Toward a multilevel representation of protein molecules. Comparative approaches to the aggregation/folding propensity problem

Computational Intelligence methods are typically designed according to the assumption that the input space is essentially a vector space. When departing from vector-based pattern representations many theoretical and practical problems arise, which are mostly due to the absence of an intuitive geometric interpretation of the data. However, since such representations could offer additional insights when used in real-world applications of data-driven inference systems, their exploitation is also a practical and convenient choice. Here we apply several state-of-the-art classification methods for non-geometric data, with the aim to compare different representations of the proteins gathered from Niwa et al. (2009) [35]. Such representations include sequences of objects and labeled (contact) graphs enriched with chemico-physical attributes.

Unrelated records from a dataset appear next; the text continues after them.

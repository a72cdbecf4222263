//! # Hook Results and Replies
//!
//! `HandlerResult` is the decision an application hook makes for one event.
//! Hooks hand back raw JSON, so the shape is validated here before any
//! branch is taken: object check first, then the `type` tag.

use serde::{Deserialize, Serialize};
use serde_json::{json, Map, Value};
use url::Url;

use super::errors::ShapeError;

/// Tag of an inline answer.
pub const RESPONSE_TYPE: &str = "response";

/// Tag of a redirect into a window.
pub const REDIRECT_TYPE: &str = "redirect";

/// Final reply committed to the platform, inline or after a redirect.
///
/// Usually `{dataType, data}`. Whatever a window sends back is kept as is,
/// extra fields and missing ones included.
#[derive(Clone, Debug, PartialEq, Eq, Serialize, Deserialize)]
#[serde(transparent)]
pub struct CredentialReply(Value);

impl CredentialReply {
    /// Create a `{dataType, data}` reply.
    pub fn new(data_type: impl Into<String>, data: Value) -> Self {
        Self(json!({ "dataType": data_type.into(), "data": data }))
    }

    /// Reply carrying only the fields a `response` result supplied.
    pub fn from_parts(data_type: Option<Value>, data: Option<Value>) -> Self {
        let mut fields = Map::new();
        if let Some(data_type) = data_type {
            fields.insert("dataType".to_string(), data_type);
        }
        if let Some(data) = data {
            fields.insert("data".to_string(), data);
        }
        Self(Value::Object(fields))
    }

    /// Wrap a reply received from a window.
    pub fn from_value(value: Value) -> Self {
        Self(value)
    }

    /// `dataType`, when it is a string.
    pub fn data_type(&self) -> Option<&str> {
        self.0.get("dataType").and_then(Value::as_str)
    }

    /// `data`, if present.
    pub fn data(&self) -> Option<&Value> {
        self.0.get("data")
    }

    /// Reply as JSON.
    pub fn as_value(&self) -> &Value {
        &self.0
    }

    /// Unwrap into JSON.
    pub fn into_value(self) -> Value {
        self.0
    }
}

/// Decision returned by a `get` or `store` hook.
#[derive(Clone, Debug, PartialEq)]
pub enum HandlerResult {
    /// Answer inline; no window is opened.
    ///
    /// Both fields are copied into the reply as given, absent ones stay
    /// absent.
    Response {
        /// Type of the returned data
        data_type: Option<Value>,
        /// Returned data
        data: Option<Value>,
    },
    /// Defer to a window loaded at `url`.
    Redirect {
        /// Window location
        url: Url,
    },
}

impl HandlerResult {
    /// Inline answer.
    pub fn response(data_type: impl Into<String>, data: Value) -> Self {
        HandlerResult::Response {
            data_type: Some(Value::String(data_type.into())),
            data: Some(data),
        }
    }

    /// Redirect into a window.
    pub fn redirect(url: Url) -> Self {
        HandlerResult::Redirect { url }
    }

    /// Tag value of this result.
    pub fn kind(&self) -> &'static str {
        match self {
            HandlerResult::Response { .. } => RESPONSE_TYPE,
            HandlerResult::Redirect { .. } => REDIRECT_TYPE,
        }
    }

    /// Validate a raw hook result.
    ///
    /// A non-object never reaches the tag check.
    pub fn from_value(value: Value) -> Result<Self, ShapeError> {
        let Value::Object(mut fields) = value else {
            return Err(ShapeError::NotAnObject);
        };

        let tag = fields.get("type").and_then(Value::as_str).map(str::to_owned);
        match tag.as_deref() {
            Some(RESPONSE_TYPE) => Ok(HandlerResult::Response {
                data_type: fields.remove("dataType"),
                data: fields.remove("data"),
            }),
            Some(REDIRECT_TYPE) => Self::redirect_from(&fields),
            _ => Err(ShapeError::UnknownType),
        }
    }

    fn redirect_from(fields: &Map<String, Value>) -> Result<Self, ShapeError> {
        let raw = fields
            .get("url")
            .and_then(Value::as_str)
            .ok_or_else(|| ShapeError::InvalidRedirect("missing \"url\"".to_string()))?;
        let url = Url::parse(raw)
            .map_err(|e| ShapeError::InvalidRedirect(format!("{raw}: {e}")))?;

        Ok(HandlerResult::Redirect { url })
    }
}

impl From<HandlerResult> for Value {
    fn from(result: HandlerResult) -> Self {
        match result {
            HandlerResult::Response { data_type, data } => {
                let mut fields = Map::new();
                fields.insert("type".to_string(), Value::from(RESPONSE_TYPE));
                if let Some(data_type) = data_type {
                    fields.insert("dataType".to_string(), data_type);
                }
                if let Some(data) = data {
                    fields.insert("data".to_string(), data);
                }
                Value::Object(fields)
            }
            HandlerResult::Redirect { url } => json!({
                "type": REDIRECT_TYPE,
                "url": url.as_str(),
            }),
        }
    }
}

The experiment performed by Niwa et al. provides the unique possibility to analyze the relative aggregation/folding propensity of the elements of the entire Escherichia coli (E. coli) proteome in a cell-free, standardized microenvironment. By this comparison, we are able to identify also some interesting general properties of proteins. Notably, (i) we suggest a threshold around 250 residues discriminating “easily foldable” from “hardly foldable” molecules consistent with other independent experiments, and (ii) we highlight the relevance of contact graph spectra for folding behavior discrimination and characterization of the E. coli solubility data. The soundness of the experimental results presented in this paper is proved by the statistically relevant relationships discovered among the chemico-physical description of proteins and the developed cost matrix of substitution that we used in the various discrimination systems.